• WHAT THE TASK REQUIRES:
An exact copy of all entries is required.

• DATA SUPPLIED:
═══

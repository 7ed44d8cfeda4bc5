use approx::assert_relative_eq;
use tonescore::config::{AlignmentConfig, RegisterConfig};
use tonescore::pronunciation::alignment::dtw::warping_path;
use tonescore::pronunciation::alignment::{
    AlignmentStrategy, RegisterAdjustment, RegisterAligner, TrackAligner,
};
use tonescore::pronunciation::preprocess::{PitchTrackPreprocessor, PreparedTrack};
use tonescore::pronunciation::{ErrorKind, Result};
use tonescore::types::AlignmentMethod;
use tonescore::PitchTrack;

fn prepared(step: f64, values: &[Option<f64>]) -> Result<PreparedTrack> {
    PitchTrackPreprocessor::new().prepare(&PitchTrack::uniform(step, values)?)
}

fn voiced(values: impl IntoIterator<Item = f64>) -> Vec<Option<f64>> {
    values.into_iter().map(Some).collect()
}

#[test]
fn dtw_pairs_a_slow_imitation_with_the_reference() -> Result<()> {
    let reference: Vec<f64> = (0..12).map(|i| 200.0 + 5.0 * i as f64).collect();
    // every step held twice
    let learner: Vec<f64> = reference.iter().flat_map(|&v| [v + 10.0, v + 10.0]).collect();
    let outcome = TrackAligner::new(AlignmentConfig::default()).align(
        &prepared(0.01, &voiced(reference.clone()))?,
        &prepared(0.01, &voiced(learner))?,
        AlignmentStrategy::Dtw,
    );

    let pair = &outcome.pair;
    assert_eq!(pair.method, AlignmentMethod::Dtw);
    assert_eq!(pair.len(), 24);
    for (standard, user) in pair.standard.iter().zip(&pair.user) {
        assert_relative_eq!(user.unwrap() - standard.unwrap(), 10.0, epsilon = 1e-9);
    }
    assert!(matches!(outcome.register, RegisterAdjustment::Unchanged { .. }));
    Ok(())
}

#[test]
fn short_tracks_use_linear_resampling() -> Result<()> {
    let outcome = TrackAligner::new(AlignmentConfig::default()).align(
        &prepared(0.1, &voiced([200.0, 210.0, 220.0]))?,
        &prepared(0.1, &voiced([200.0, 205.0, 210.0, 215.0, 220.0]))?,
        AlignmentStrategy::Dtw,
    );
    let pair = outcome.pair;
    assert_eq!(pair.method, AlignmentMethod::Linear);
    assert_eq!(pair.len(), 100);
    assert_relative_eq!(*pair.times.last().unwrap(), 0.4, epsilon = 1e-12);
    // the standard only covers the first 0.2 s
    assert!(pair.standard.last().unwrap().is_none());
    assert!(pair.user.iter().all(Option::is_some));
    Ok(())
}

#[test]
fn interior_gaps_are_interpolated() -> Result<()> {
    let track = prepared(0.1, &[None, Some(200.0), None, None, Some(230.0), None])?;
    for (value, expected) in track.values.iter().zip([200.0, 210.0, 220.0, 230.0]) {
        assert_relative_eq!(*value, expected, epsilon = 1e-9);
    }
    assert_eq!(track.voiced, vec![true, false, false, true]);
    assert_relative_eq!(track.duration, 0.5);
    assert_eq!(track.value_at(0.0), None);
    assert_relative_eq!(track.value_at(0.25).unwrap(), 215.0, epsilon = 1e-9);
    Ok(())
}

#[test]
fn single_voiced_sample_cannot_be_prepared() {
    let err = prepared(0.1, &[None, Some(200.0), None]).unwrap_err();
    assert_eq!(err.kind(), ErrorKind::InsufficientVoicing);
}

#[test]
fn dtw_rejects_empty_series() {
    let err = warping_path(&[], &[1.0, 2.0]).unwrap_err();
    assert_eq!(err.kind(), ErrorKind::AlignmentDegenerate);
}

#[test]
fn disabled_register_alignment_is_skipped() {
    let aligner = RegisterAligner::new(RegisterConfig {
        enabled: false,
        ..RegisterConfig::default()
    });
    let standard = voiced((0..10).map(|i| 200.0 + i as f64));
    let mut user = voiced((0..10).map(|i| 300.0 + i as f64));
    let before = user.clone();
    assert_eq!(aligner.align(&standard, &mut user), RegisterAdjustment::Skipped);
    assert_eq!(user, before);
}

fn ramp_with_gap(len: usize, gap: std::ops::Range<usize>) -> Vec<Option<f64>> {
    (0..len)
        .map(|i| (!gap.contains(&i)).then(|| 200.0 + i as f64))
        .collect()
}

#[test]
fn dtw_keeps_interior_gaps_unvoiced() -> Result<()> {
    let standard = prepared(0.01, &ramp_with_gap(45, 0..0))?;
    let user = prepared(0.01, &ramp_with_gap(45, 15..31))?;
    let aligner = TrackAligner::new(AlignmentConfig::default());
    let outcome = aligner.align(&standard, &user, AlignmentStrategy::Dtw);

    let pair = &outcome.pair;
    assert_eq!(pair.method, AlignmentMethod::Dtw);
    assert_eq!(pair.len(), 45);
    assert_eq!(pair.jointly_voiced_count(), 29);
    assert!(pair.user[15..31].iter().all(Option::is_none));
    Ok(())
}

#[test]
fn linear_resampling_keeps_interior_gaps_unvoiced() -> Result<()> {
    let standard = prepared(0.01, &ramp_with_gap(45, 0..0))?;
    let user = prepared(0.01, &ramp_with_gap(45, 15..31))?;
    let pair = TrackAligner::new(AlignmentConfig::default()).align_linear(&standard, &user);

    assert_eq!(pair.len(), 100);
    for (&time, value) in pair.times.iter().zip(&pair.user) {
        if time > 0.145 && time < 0.305 {
            assert!(value.is_none(), "gap position {time} should be unvoiced");
        } else if time < 0.135 || time > 0.315 {
            assert!(value.is_some(), "voiced position {time} lost");
        }
    }
    assert!(pair.jointly_voiced_count() < 70);
    Ok(())
}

═══

• SOLUTION:
repository 7ed44d8cfeda4bc5
use approx::assert_relative_eq;
use tonescore::config::{AlignmentConfig, RegisterConfig};
use tonescore::pronunciation::alignment::dtw::warping_path;
use tonescore::pronunciation::alignment::{
    AlignmentStrategy, RegisterAdjustment, RegisterAligner, TrackAligner,
};
use tonescore::pronunciation::preprocess::{PitchTrackPreprocessor, PreparedTrack};
use tonescore::pronunciation::{ErrorKind, Result};
use tonescore::types::AlignmentMethod;
use tonescore::PitchTrack;

fn prepared(step: f64, values: &[Option<f64>]) -> Result<PreparedTrack> {
    PitchTrackPreprocessor::new().prepare(&PitchTrack::uniform(step, values)?)
}

fn voiced(values: impl IntoIterator<Item = f64>) -> Vec<Option<f64>> {
    values.into_iter().map(Some).collect()
}

#[test]
fn dtw_pairs_a_slow_imitation_with_the_reference() -> Result<()> {
    let reference: Vec<f64> = (0..12).map(|i| 200.0 + 5.0 * i as f64).collect();
    // every step held twice
    let learner: Vec<f64> = reference.iter().flat_map(|&v| [v + 10.0, v + 10.0]).collect();
    let outcome = TrackAligner::new(AlignmentConfig::default()).align(
        &prepared(0.01, &voiced(reference.clone()))?,
        &prepared(0.01, &voiced(learner))?,
        AlignmentStrategy::Dtw,
    );

    let pair = &outcome.pair;
    assert_eq!(pair.method, AlignmentMethod::Dtw);
    assert_eq!(pair.len(), 24);
    for (standard, user) in pair.standard.iter().zip(&pair.user) {
        assert_relative_eq!(user.unwrap() - standard.unwrap(), 10.0, epsilon = 1e-9);
    }
    assert!(matches!(outcome.register, RegisterAdjustment::Unchanged { .. }));
    Ok(())
}

#[test]
fn short_tracks_use_linear_resampling() -> Result<()> {
    let outcome = TrackAligner::new(AlignmentConfig::default()).align(
        &prepared(0.1, &voiced([200.0, 210.0, 220.0]))?,
        &prepared(0.1, &voiced([200.0, 205.0, 210.0, 215.0, 220.0]))?,
        AlignmentStrategy::Dtw,
    );
    let pair = outcome.pair;
    assert_eq!(pair.method, AlignmentMethod::Linear);
    assert_eq!(pair.len(), 100);
    assert_relative_eq!(*pair.times.last().unwrap(), 0.4, epsilon = 1e-12);
    // the standard only covers the first 0.2 s
    assert!(pair.standard.last().unwrap().is_none());
    assert!(pair.user.iter().all(Option::is_some));
    Ok(())
}

#[test]
fn interior_gaps_are_interpolated() -> Result<()> {
    let track = prepared(0.1, &[None, Some(200.0), None, None, Some(230.0), None])?;
    for (value, expected) in track.values.iter().zip([200.0, 210.0, 220.0, 230.0]) {
        assert_relative_eq!(*value, expected, epsilon = 1e-9);
    }
    assert_eq!(track.voiced, vec![true, false, false, true]);
    assert_relative_eq!(track.duration, 0.5);
    assert_eq!(track.value_at(0.0), None);
    assert_relative_eq!(track.value_at(0.25).unwrap(), 215.0, epsilon = 1e-9);
    Ok(())
}

#[test]
fn single_voiced_sample_cannot_be_prepared() {
    let err = prepared(0.1, &[None, Some(200.0), None]).unwrap_err();
    assert_eq!(err.kind(), ErrorKind::InsufficientVoicing);
}

#[test]
fn dtw_rejects_empty_series() {
    let err = warping_path(&[], &[1.0, 2.0]).unwrap_err();
    assert_eq!(err.kind(), ErrorKind::AlignmentDegenerate);
}

#[test]
fn disabled_register_alignment_is_skipped() {
    let aligner = RegisterAligner::new(RegisterConfig {
        enabled: false,
        ..RegisterConfig::default()
    });
    let standard = voiced((0..10).map(|i| 200.0 + i as f64));
    let mut user = voiced((0..10).map(|i| 300.0 + i as f64));
    let before = user.clone();
    assert_eq!(aligner.align(&standard, &mut user), RegisterAdjustment::Skipped);
    assert_eq!(user, before);
}

fn ramp_with_gap(len: usize, gap: std::ops::Range<usize>) -> Vec<Option<f64>> {
    (0..len)
        .map(|i| (!gap.contains(&i)).then(|| 200.0 + i as f64))
        .collect()
}

#[test]
fn dtw_keeps_interior_gaps_unvoiced() -> Result<()> {
    let standard = prepared(0.01, &ramp_with_gap(45, 0..0))?;
    let user = prepared(0.01, &ramp_with_gap(45, 15..31))?;
    let aligner = TrackAligner::new(AlignmentConfig::default());
    let outcome = aligner.align(&standard, &user, AlignmentStrategy::Dtw);

    let pair = &outcome.pair;
    assert_eq!(pair.method, AlignmentMethod::Dtw);
    assert_eq!(pair.len(), 45);
    assert_eq!(pair.jointly_voiced_count(), 29);
    assert!(pair.user[15..31].iter().all(Option::is_none));
    Ok(())
}

#[test]
fn linear_resampling_keeps_interior_gaps_unvoiced() -> Result<()> {
    let standard = prepared(0.01, &ramp_with_gap(45, 0..0))?;
    let user = prepared(0.01, &ramp_with_gap(45, 15..31))?;
    let pair = TrackAligner::new(AlignmentConfig::default()).align_linear(&standard, &user);

    assert_eq!(pair.len(), 100);
    for (&time, value) in pair.times.iter().zip(&pair.user) {
        if time > 0.145 && time < 0.305 {
            assert!(value.is_none(), "gap position {time} should be unvoiced");
        } else if time < 0.135 || time > 0.315 {
            assert!(value.is_some(), "voiced position {time} lost");
        }
    }
    assert!(pair.jointly_voiced_count() < 70);
    Ok(())
}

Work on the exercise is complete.